À l’heure actuelle, quiconque suit des recherches sur l’IA connaît depuis longtemps les modèles génératifs capables de synthétiser la parole ou la musique mélodique à partir de simples invites textuelles. de Nvidia modèle « Fugatto » récemment révélé cherche à aller plus loin, en utilisant de nouvelles méthodes d’entraînement synthétiques et des techniques de combinaison au niveau de l’inférence pour « transformer n’importe quel mélange de musique, de voix et de sons », y compris la synthèse de sons qui n’ont jamais existé.

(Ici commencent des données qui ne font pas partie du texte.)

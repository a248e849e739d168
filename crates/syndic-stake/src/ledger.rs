use crate::config::LedgerConfig;
use crate::error::{Result, StakeError};
use crate::events::{StakeEvent, StakeEventKind, StakePool};
use crate::store::LedgerStore;
use crate::token::TokenTransfer;
use async_trait::async_trait;
use serde::{Deserialize, Serialize};
use std::sync::Arc;
use syndic_types::{AccountId, FaultReason, MembershipProof, TokenAmount};
use tokio::sync::{Mutex, RwLock};
use tracing::{debug, info, warn};

/// Downstream membership maintenance invoked on register/deregister.
/// Implemented by the membership registry; wired at genesis.
#[async_trait]
pub trait MembershipHook: Send + Sync {
    async fn insert_member(&self, operator: AccountId) -> anyhow::Result<()>;
    async fn remove_member(
        &self,
        operator: AccountId,
        proof: &MembershipProof,
    ) -> anyhow::Result<()>;
}

#[derive(Debug, Clone, PartialEq, Eq, Serialize, Deserialize)]
pub struct PendingExit {
    pub ticket: TokenAmount,
    pub license: TokenAmount,
    pub unlock_at: i64,
}

impl PendingExit {
    pub fn is_empty(&self) -> bool {
        self.ticket.is_zero() && self.license.is_zero()
    }
}

#[derive(Debug, Clone, PartialEq, Eq, Serialize, Deserialize)]
pub struct OperatorAccount {
    pub operator: AccountId,
    pub ticket_balance: TokenAmount,
    pub license_bond: TokenAmount,
    pub registered: bool,
    pub banned: bool,
    pub pending_exit: Option<PendingExit>,
}

impl OperatorAccount {
    pub fn new(operator: AccountId) -> Self {
        Self {
            operator,
            ticket_balance: TokenAmount::ZERO,
            license_bond: TokenAmount::ZERO,
            registered: false,
            banned: false,
            pending_exit: None,
        }
    }

    pub fn is_licensed(&self, config: &LedgerConfig) -> bool {
        self.license_bond >= config.license_floor()
    }

    /// Active: registered, not banned, licensed, and holding at least the
    /// minimum ticket balance.
    pub fn is_active(&self, config: &LedgerConfig) -> bool {
        self.registered
            && !self.banned
            && self.is_licensed(config)
            && self.ticket_balance >= config.min_ticket_balance
    }

    fn exit_outstanding(&self) -> bool {
        matches!(&self.pending_exit, Some(p) if !p.is_empty())
    }
}

#[derive(Debug, Clone, Default, Serialize, Deserialize)]
pub struct LedgerStats {
    pub operators: usize,
    pub registered: usize,
    pub active: usize,
    pub banned: usize,
    pub total_ticket_balance: TokenAmount,
    pub total_license_bond: TokenAmount,
    pub pending_ticket: TokenAmount,
    pub pending_license: TokenAmount,
    pub slashed_ticket_pool: TokenAmount,
    pub slashed_license_pool: TokenAmount,
}

/// Stake accounting for all operators: license bonds gating eligibility,
/// consumable ticket balances funding work, a timed exit queue, and the
/// slashed-funds accumulators. Never reads a wall clock - every time-gated
/// operation takes `now` from the caller.
pub struct StakeLedger {
    store: Arc<dyn LedgerStore>,
    token: Arc<dyn TokenTransfer>,
    config: LedgerConfig,
    membership: RwLock<Option<Arc<dyn MembershipHook>>>,
    events: RwLock<Vec<StakeEvent>>,
    // Serializes read-modify-write cycles against the store.
    gate: Mutex<()>,
}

Bien que Fugatto ne soit pas encore disponible pour les tests publics, un site Web rempli d’échantillons montre comment Fugatto peut être utilisé pour composer un certain nombre de caractéristiques et de descriptions audio distinctes vers le haut ou vers le bas, ce qui donne lieu à tout, du son des saxophones qui aboient aux personnes parlant sous l’eau en passant par les sirènes d’ambulance chantant dans une sorte de chorale. Bien que les résultats affichés puissent être un peu aléatoires, la vaste gamme de capacités exposées ici contribue à soutenir la description de Fugatto par Nvidia comme « un couteau suisse pour le son ».
Votre valeur dépend de vos données
Dans un document de recherche explicatifplus d’une douzaine de chercheurs de Nvidia expliquent la difficulté de créer un ensemble de données de formation capable de « révéler des relations significatives entre l’audio et le langage ». Alors que les modèles de langage standard peuvent souvent déduire comment gérer diverses instructions à partir des données textuelles elles-mêmes, il peut être difficile de généraliser les descriptions et les caractéristiques de l’audio sans des conseils plus explicites.
À cette fin, les chercheurs commencent par utiliser un LLM pour générer un script Python capable de créer un grand nombre d’instructions basées sur des modèles et de forme libre décrivant différents « personnages » audio (par exemple, « standard, jeune public, trentenaires). , professionnel »). Ils génèrent ensuite un ensemble d’instructions à la fois absolues (par exemple « synthétiser une voix joyeuse ») et relatives (par exemple « augmenter le bonheur de cette voix ») qui peuvent être appliquées à ces personnages.
Le large éventail d’ensembles de données audio open source utilisés comme base pour Fugatto ne contiennent généralement pas ce type de mesures de traits intégrées par défaut. Mais les chercheurs utilisent des modèles de compréhension audio existants pour créer des « sous-titres synthétiques » pour leurs clips de formation en fonction de leurs invites, créant ainsi des descriptions en langage naturel capables de quantifier automatiquement des caractéristiques telles que le sexe, l’émotion et la qualité de la parole. Des outils de traitement audio sont également utilisés pour décrire et quantifier des clips d’entraînement à un niveau plus acoustique (par exemple « variance de fréquence fondamentale » ou « réverbération »).